I wasn't even there, Phil Warrender related the story to me just a few weeks ago.

and though there was no club, there most certainly was a clique.

Mari, you (MG), and Clarke were always personable and friendly though, and Eric.... Eric was always good for entertainment, broken Ice tools as he actually climbed ice, a failed attempt at discounted friend purchase, and wild route names, all too funny.


Trad climber
Feb 10, 2006 - 04:32pm PT
Well, the SPCA did become reality at some point. We hold our annual meeting in TM every August and have a yearly wrap up on Christmas Day at Stoney.

Social climber
Feb 10, 2006 - 05:25pm PT

Sounds like the story could be accurate turned around with ShortTimer’s enlightening post. I know our early group of Bastard kids (sorry JL) formed before any Stoney point involvement, at least one season or even a year. I gather from the numerous posts that we could of looked like a closed group.
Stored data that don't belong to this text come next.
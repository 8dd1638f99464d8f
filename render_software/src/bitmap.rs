///
/// A rendered image: tightly packed rows of straight (non-premultiplied) RGBA pixels, 4 bytes per pixel, top row first
///
/// The caller owns the bitmap: the pixel buffer is freed when it is released (or dropped).
///
#[derive(Clone, Debug, PartialEq, Eq)]
pub struct Bitmap {
    width:  u32,
    height: u32,
    pixels: Vec<u8>,
}

impl Bitmap {
    ///
    /// Creates a bitmap from its pixel data (which must contain `width*height*4` bytes)
    ///
    pub (crate) fn new(width: u32, height: u32, pixels: Vec<u8>) -> Bitmap {
        debug_assert!(pixels.len() == (width as usize) * (height as usize) * 4);

        Bitmap { width, height, pixels }
    }

    #[inline]
    pub fn width(&self) -> u32 {
        self.width
    }

    #[inline]
    pub fn height(&self) -> u32 {
        self.height
    }

    ///
    /// The RGBA pixel data for this bitmap
    ///
    #[inline]
    pub fn pixels(&self) -> &[u8] {
        &self.pixels
    }

    ///
    /// Returns the RGBA value of a single pixel
    ///
    #[inline]
    pub fn pixel(&self, x: u32, y: u32) -> Option<[u8; 4]> {
        if x >= self.width || y >= self.height {
            return None;
        }

        let offset = ((y as usize) * (self.width as usize) + (x as usize)) * 4;
        Some([self.pixels[offset], self.pixels[offset+1], self.pixels[offset+2], self.pixels[offset+3]])
    }

    ///
    /// Takes ownership of the pixel data
    ///
    #[inline]
    pub fn into_pixels(self) -> Vec<u8> {
        self.pixels
    }

    ///
    /// Releases this bitmap, freeing its pixel buffer
    ///
    #[inline]
    pub fn release(self) {
        log::trace!("Releasing {}x{} bitmap", self.width, self.height);
    }
}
But I’d never met a more generous group of guys willing to help others along as also evidenced on this thread. No body was ever told they don’t belong or you’re in another tier. You hung out with us if you had the same aspirations as us, plain and simple. We all enjoyed climbing as an adventure not a completive sport. True that shifted as the numbers grew but our core today still has the ideals as back then.

Trad climber
Mammoth Lakes, CA
Feb 10, 2006 - 09:36pm PT
Where can I join this Stonemasters club? I don't have much money but I got some cool shoes to trade...

Trad climber
Portland, Oregon
Feb 10, 2006 - 09:54pm PT
When's the reunion - will it be a spectator event?
ron gomez

Trad climber
Feb 10, 2006 - 09:57pm PT
Johnny, send the shoes and yer in the stonedmasters club

Trad climber
sw PA
Feb 11, 2006 - 12:58am PT
EEErik Ericksons favorite line, "Lets go silo some loads."

Trad climber
Wiliams, Oregon
Feb 11, 2006 - 02:51am PT
John, Mike, Ricky,

Do you remember when you all rescued me, Dibbs Sorenson, my brother Al and Chris Robinson off of the White Maiden's Walkway in mid-winter, around 1972 or 73'? John hauled our 15 year old asses up the last pitch in the dark, hand over hand. We ended up on Tahquitz's longest route on around the shortest day of the year thanks to some great beta from Richard Harrison stating that all we'd need was a few runners for pro.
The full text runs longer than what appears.